Gut die Hälfte des Thrillers verbringt man mit Clares Junggesellinnen-Abschied. Dabei weiß man, dass etwas geschehen wird, und auch, dass etwas geschehen ist. Ein Zustand, der dem Thriller die nötige Spannung gibt. Denn welcher Vorfall Nora einst zum Rückzug von ihrem Freundeskreis zwang, bleibt lange ungewiss.

Die Autorin lässt den Leser lang im Dunklen tappen, wirft ihm immer wieder kleine Häppchen hin und heizt damit die Spannung an. Meiner Meinung nach kommt die Atmosphäre sehr gut rüber. Man fühlt, wie sich alle bemühen, um es Flo - der Organisatorin - Recht zu machen, teilweise wird man von der Feierlaune angesteckt, nur um dann mit der sarkastischen Nina genervt die Augen zu verdrehen.

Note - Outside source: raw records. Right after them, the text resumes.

//! Test doubles and fixtures for uploader scenario tests.
//!
//! No network I/O. Everything here records what the pipeline did so tests can
//! assert on call counts and payloads.

mod fake_service;
mod sinks;

pub use fake_service::{Call, FakeOhcService};
pub use sinks::{FailingSink, MemorySink};

use ohc_reconcile::{build_record_set, Canonicalizer, RecordSet};
use serde_json::{json, Value};

/// `n` distinct hash-looking lines: `WPA*02*<prefix>0000` ...
pub fn hash_lines(prefix: &str, n: usize) -> Vec<String> {
    (0..n).map(|i| format!("WPA*02*{prefix}{i:04}")).collect()
}

/// Record Set from in-memory sources using the default rule.
pub fn local_set<S: AsRef<str>>(sources: &[Vec<S>]) -> RecordSet {
    build_record_set(
        &Canonicalizer::default(),
        sources.iter().map(|s| s.iter().map(|l| l.as_ref())),
    )
}

/// Successful `list_tasks` body carrying `hashes`.
pub fn task_list_body<S: AsRef<str>>(hashes: &[S]) -> Value {
    let tasks: Vec<Value> = hashes
        .iter()
        .map(|h| json!({"hash": h.as_ref(), "status": "running"}))
        .collect();
    json!({"success": true, "tasks": tasks})
}
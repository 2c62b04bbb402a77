//! File-backed overflow sink.
//!
//! Output format (one run, whole file replaced):
//! ```text
//! # ohc overflow: 73 pending record(s) not submitted; generated_at_utc=2026-01-01T00:00:00Z
//! <record 1>
//! <record 2>
//! ...
//! ```
//! The header starts with the comment marker, so the file re-ingests as an
//! input source yielding exactly the deferred records.

use std::fs;
use std::io::Write;
use std::path::{Path, PathBuf};

use anyhow::{Context, Result};
use chrono::{SecondsFormat, Utc};
use ohc_execution::{OverflowSink, SinkError, SinkReceipt};
use ohc_reconcile::{PendingSet, DEFAULT_COMMENT_MARKER};
use tracing::info;

#[derive(Debug, Clone)]
pub struct FileOverflowSink {
    path: PathBuf,
    comment_marker: String,
}

impl FileOverflowSink {
    pub fn new(path: impl Into<PathBuf>) -> Self {
        Self {
            path: path.into(),
            comment_marker: DEFAULT_COMMENT_MARKER.to_string(),
        }
    }

    /// Header lines use `marker` so they are skipped when the file is read back.
    pub fn with_comment_marker(mut self, marker: &str) -> Self {
        self.comment_marker = marker.to_string();
        self
    }

    pub fn path(&self) -> &Path {
        &self.path
    }

    fn render(&self, pending: &PendingSet) -> String {
        let ts = Utc::now().to_rfc3339_opts(SecondsFormat::Secs, true);
        let mut out = format!(
            "{} ohc overflow: {} pending record(s) not submitted; generated_at_utc={}\n",
            self.comment_marker,
            pending.len(),
            ts
        );
        for r in pending {
            out.push_str(r.as_str());
            out.push('\n');
        }
        out
    }

    /// Temp file in the target directory, then rename over the target.
    /// A failed write leaves any previous file untouched and no temp behind.
    fn write_atomic(&self, contents: &str) -> Result<()> {
        let dir = match self.path.parent() {
            Some(p) if !p.as_os_str().is_empty() => p.to_path_buf(),
            _ => PathBuf::from("."),
        };
        fs::create_dir_all(&dir)
            .with_context(|| format!("create overflow dir failed: {}", dir.display()))?;

        let mut tmp = tempfile::NamedTempFile::new_in(&dir)
            .with_context(|| format!("create overflow temp file failed: {}", dir.display()))?;
        tmp.write_all(contents.as_bytes())
            .context("write overflow temp file failed")?;
        tmp.as_file()
            .sync_all()
            .context("sync overflow temp file failed")?;
        tmp.persist(&self.path)
            .map_err(|e| e.error)
            .with_context(|| format!("replace overflow file failed: {}", self.path.display()))?;
        Ok(())
    }
}

impl OverflowSink for FileOverflowSink {
    fn persist(&self, pending: &PendingSet) -> Result<SinkReceipt, SinkError> {
        self.write_atomic(&self.render(pending))
            .map_err(|e| SinkError::from(format!("{e:#}")))?;
        info!(
            path = %self.path.display(),
            count = pending.len(),
            "overflow records written"
        );
        Ok(SinkReceipt {
            location: self.path.display().to_string(),
            count: pending.len(),
        })
    }
}
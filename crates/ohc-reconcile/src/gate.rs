//! Submission Gate.
//!
//! Maps the Pending Set onto exactly one terminal outcome:
//!
//! | `len(pending)`       | Outcome    | Side effects                          |
//! |----------------------|------------|---------------------------------------|
//! | `0`                  | `Empty`    | none                                  |
//! | `1..=capacity`       | `Submit`   | exactly one write action              |
//! | `> capacity`         | `Overflow` | whole Pending Set to the overflow sink |
//!
//! The gate consumes the Pending Set, so a run cannot evaluate it twice.
//! Pure, deterministic, no IO.

use std::fmt;

use crate::PendingSet;

/// Maximum hashes the service accepts in one upload request.
pub const DEFAULT_CAPACITY: usize = 50;

// ---------------------------------------------------------------------------
// Capacity
// ---------------------------------------------------------------------------

#[derive(Debug, Clone, PartialEq, Eq)]
pub enum GateError {
    /// A ceiling of zero would turn every non-empty run into an overflow.
    ZeroCapacity,
}

impl fmt::Display for GateError {
    fn fmt(&self, f: &mut fmt::Formatter<'_>) -> fmt::Result {
        match self {
            GateError::ZeroCapacity => write!(f, "submission capacity must be at least 1"),
        }
    }
}

impl std::error::Error for GateError {}

/// Capacity ceiling `C` for one submission.
#[derive(Clone, Copy, Debug, PartialEq, Eq)]
pub struct Capacity(usize);

impl Capacity {
    pub fn new(n: usize) -> Result<Self, GateError> {
        if n == 0 {
            return Err(GateError::ZeroCapacity);
        }
        Ok(Self(n))
    }

    pub fn get(&self) -> usize {
        self.0
    }
}

impl Default for Capacity {
    fn default() -> Self {
        Self(DEFAULT_CAPACITY)
    }
}

// ---------------------------------------------------------------------------
// Outcome
// ---------------------------------------------------------------------------

/// Discriminant of [`SubmissionOutcome`], for logging and partition checks.
#[derive(Clone, Copy, Debug, PartialEq, Eq)]
pub enum OutcomeKind {
    Empty,
    Overflow,
    Submit,
}

impl OutcomeKind {
    pub fn as_str(&self) -> &'static str {
        match self {
            OutcomeKind::Empty => "EMPTY",
            OutcomeKind::Overflow => "OVERFLOW",
            OutcomeKind::Submit => "SUBMIT",
        }
    }
}

/// The gate's decision. Exactly one per run; it fully determines side effects.
#[derive(Clone, Debug, PartialEq, Eq)]
pub enum SubmissionOutcome {
    /// Nothing new. No write, no sink.
    Empty,
    /// Too many new records. No write; every record goes to the sink.
    Overflow(PendingSet),
    /// `1..=C` new records to send in one write action.
    Submit(PendingSet),
}

impl SubmissionOutcome {
    pub fn kind(&self) -> OutcomeKind {
        match self {
            SubmissionOutcome::Empty => OutcomeKind::Empty,
            SubmissionOutcome::Overflow(_) => OutcomeKind::Overflow,
            SubmissionOutcome::Submit(_) => OutcomeKind::Submit,
        }
    }

    pub fn count(&self) -> usize {
        match self {
            SubmissionOutcome::Empty => 0,
            SubmissionOutcome::Overflow(p) | SubmissionOutcome::Submit(p) => p.len(),
        }
    }
}

/// Total over all `len`: exactly one kind applies.
pub fn classify(len: usize, capacity: Capacity) -> OutcomeKind {
    if len == 0 {
        OutcomeKind::Empty
    } else if len > capacity.get() {
        OutcomeKind::Overflow
    } else {
        OutcomeKind::Submit
    }
}

/// Evaluate the gate once and commit to an outcome.
pub fn evaluate(pending: PendingSet, capacity: Capacity) -> SubmissionOutcome {
    match classify(pending.len(), capacity) {
        OutcomeKind::Empty => SubmissionOutcome::Empty,
        OutcomeKind::Overflow => SubmissionOutcome::Overflow(pending),
        OutcomeKind::Submit => SubmissionOutcome::Submit(pending),
    }
}
//! API key resolution.
//!
//! # Contract
//! - Config stores only the env var NAME (`api.keys_env.api_key`).
//! - The key is resolved once at startup and passed into the transport.
//! - `Debug` redacts the value; errors name the variable, never the value.

use anyhow::{bail, Result};
use serde_json::Value;

pub const DEFAULT_API_KEY_ENV: &str = "OHC_API_KEY";

/// Value shipped in the sample script header; never a real key.
const PLACEHOLDER_PREFIX: &str = "sk_XXX";

/// Secrets for one run. **Values are redacted in `Debug` output.**
#[derive(Clone)]
pub struct ResolvedSecrets {
    pub api_key_env: String,
    pub api_key: String,
}

impl std::fmt::Debug for ResolvedSecrets {
    fn fmt(&self, f: &mut std::fmt::Formatter<'_>) -> std::fmt::Result {
        f.debug_struct("ResolvedSecrets")
            .field("api_key_env", &self.api_key_env)
            .field("api_key", &"<REDACTED>")
            .finish()
    }
}

fn api_key_env_name(config_json: &Value) -> String {
    config_json
        .pointer("/api/keys_env/api_key")
        .and_then(Value::as_str)
        .map(str::trim)
        .filter(|s| !s.is_empty())
        .unwrap_or(DEFAULT_API_KEY_ENV)
        .to_string()
}

/// Resolve the API key from the process environment.
pub fn resolve_api_key(config_json: &Value) -> Result<ResolvedSecrets> {
    resolve_api_key_with(config_json, |name| std::env::var(name).ok())
}

/// Resolve the API key through `lookup` (env access injected for tests).
///
/// # Errors
/// SECRETS_MISSING when the variable is unset or blank, SECRETS_PLACEHOLDER
/// when it still holds the sample value.
pub fn resolve_api_key_with<F>(config_json: &Value, lookup: F) -> Result<ResolvedSecrets>
where
    F: Fn(&str) -> Option<String>,
{
    let name = api_key_env_name(config_json);

    let value = match lookup(&name) {
        Some(v) if !v.trim().is_empty() => v.trim().to_string(),
        _ => bail!(
            "SECRETS_MISSING: required env var '{}' (api key) is not set or empty",
            name
        ),
    };

    if value.starts_with(PLACEHOLDER_PREFIX) {
        bail!(
            "SECRETS_PLACEHOLDER: env var '{}' still holds the placeholder api key",
            name
        );
    }

    Ok(ResolvedSecrets {
        api_key_env: name,
        api_key: value,
    })
}

#[cfg(test)]
mod tests {
    use super::*;
    use serde_json::json;

    #[test]
    fn default_env_name_used_when_not_configured() {
        let s = resolve_api_key_with(&json!({}), |n| {
            (n == "OHC_API_KEY").then(|| "sk_real_value_1234".to_string())
        })
        .unwrap();
        assert_eq!(s.api_key_env, "OHC_API_KEY");
        assert_eq!(s.api_key, "sk_real_value_1234");
    }

    #[test]
    fn configured_env_name_is_used() {
        let cfg = json!({"api": {"keys_env": {"api_key": "MY_OHC_KEY"}}});
        let s = resolve_api_key_with(&cfg, |n| {
            (n == "MY_OHC_KEY").then(|| "  sk_abc_0001  ".to_string())
        })
        .unwrap();
        assert_eq!(s.api_key, "sk_abc_0001");
    }

    #[test]
    fn missing_or_blank_key_names_the_variable() {
        let err = resolve_api_key_with(&json!({}), |_| None).unwrap_err();
        assert!(err.to_string().contains("SECRETS_MISSING"));
        assert!(err.to_string().contains("OHC_API_KEY"));

        let err = resolve_api_key_with(&json!({}), |_| Some("   ".into())).unwrap_err();
        assert!(err.to_string().contains("SECRETS_MISSING"));
    }

    #[test]
    fn placeholder_key_rejected_without_leaking_value() {
        let err = resolve_api_key_with(&json!({}), |_| Some("sk_XXXXXX".into())).unwrap_err();
        let msg = err.to_string();
        assert!(msg.contains("SECRETS_PLACEHOLDER"));
        assert!(!msg.contains("sk_XXXXXX"));
    }

    #[test]
    fn debug_redacts_key() {
        let s = ResolvedSecrets {
            api_key_env: "OHC_API_KEY".into(),
            api_key: "sk_secret_value".into(),
        };
        let dbg = format!("{s:?}");
        assert!(dbg.contains("<REDACTED>"));
        assert!(!dbg.contains("sk_secret_value"));
    }
}
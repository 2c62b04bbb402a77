//! Record Set Builder.
//!
//! Merges any number of ordered line sources into one [`RecordSet`]. Sources
//! are consumed in the order given; dedup is global across sources and the
//! first occurrence wins.

use crate::{Canonicalizer, RecordSet};

/// Line accounting for one build, for logging.
#[derive(Clone, Copy, Debug, Default, PartialEq, Eq)]
pub struct BuildStats {
    pub sources: usize,
    pub lines: usize,
    /// Blank or comment lines.
    pub ignored: usize,
    /// Candidate records already present in the set.
    pub duplicates: usize,
    pub unique: usize,
}

#[derive(Debug, Default)]
pub struct RecordSetBuilder {
    canon: Canonicalizer,
    set: RecordSet,
    stats: BuildStats,
}

impl RecordSetBuilder {
    pub fn new(canon: Canonicalizer) -> Self {
        Self {
            canon,
            set: RecordSet::empty(),
            stats: BuildStats::default(),
        }
    }

    /// Feed one source. Call in the caller's stable source order.
    pub fn ingest_source<I, S>(&mut self, lines: I) -> &mut Self
    where
        I: IntoIterator<Item = S>,
        S: AsRef<str>,
    {
        self.stats.sources += 1;
        for line in lines {
            self.stats.lines += 1;
            match self.canon.canonicalize(line.as_ref()) {
                None => self.stats.ignored += 1,
                Some(r) => {
                    if self.set.insert(r) {
                        self.stats.unique += 1;
                    } else {
                        self.stats.duplicates += 1;
                    }
                }
            }
        }
        self
    }

    pub fn stats(&self) -> BuildStats {
        self.stats
    }

    pub fn build(self) -> RecordSet {
        self.set
    }
}

/// Convenience: build a [`RecordSet`] from already-ordered sources.
pub fn build_record_set<Src, I, S>(canon: &Canonicalizer, sources: Src) -> RecordSet
where
    Src: IntoIterator<Item = I>,
    I: IntoIterator<Item = S>,
    S: AsRef<str>,
{
    let mut b = RecordSetBuilder::new(canon.clone());
    for src in sources {
        b.ingest_source(src);
    }
    b.build()
}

Leider hatte ich den Plot in seinen groben Zügen schnell durchschaut. Gestört hat mich das nicht unbedingt, aber es wäre schön gewesen, wenn es noch Überraschungen gegeben hätte. Zwar hat die Autorin einige Zweifel gestreut, aber es war tatsächlich so, wie ich es erwartet hatte.

Sprecherin Julia Nachtmann hat lebendig gelesen und dabei sehr natürlich gewirkt. Sie hat mir das Gefühl vermittelt, als ob mir Nora persönlich von diesem Wochenende berichtet. Es war als ob man im Kaffeehaus sitzt und einer Freundin oder Bekannten lauscht, die - noch immer unter Schock -  von diesen furchtbaren Ereignissen erzählt.

Alles in allem hat mir Noras Wochenende im dunklen, dunklen Wald sehr großen Spaß gemacht. Es ist ein fesselnder Thriller für die Ohren, der kurzweilig zu hören und spannend zu verfolgen ist.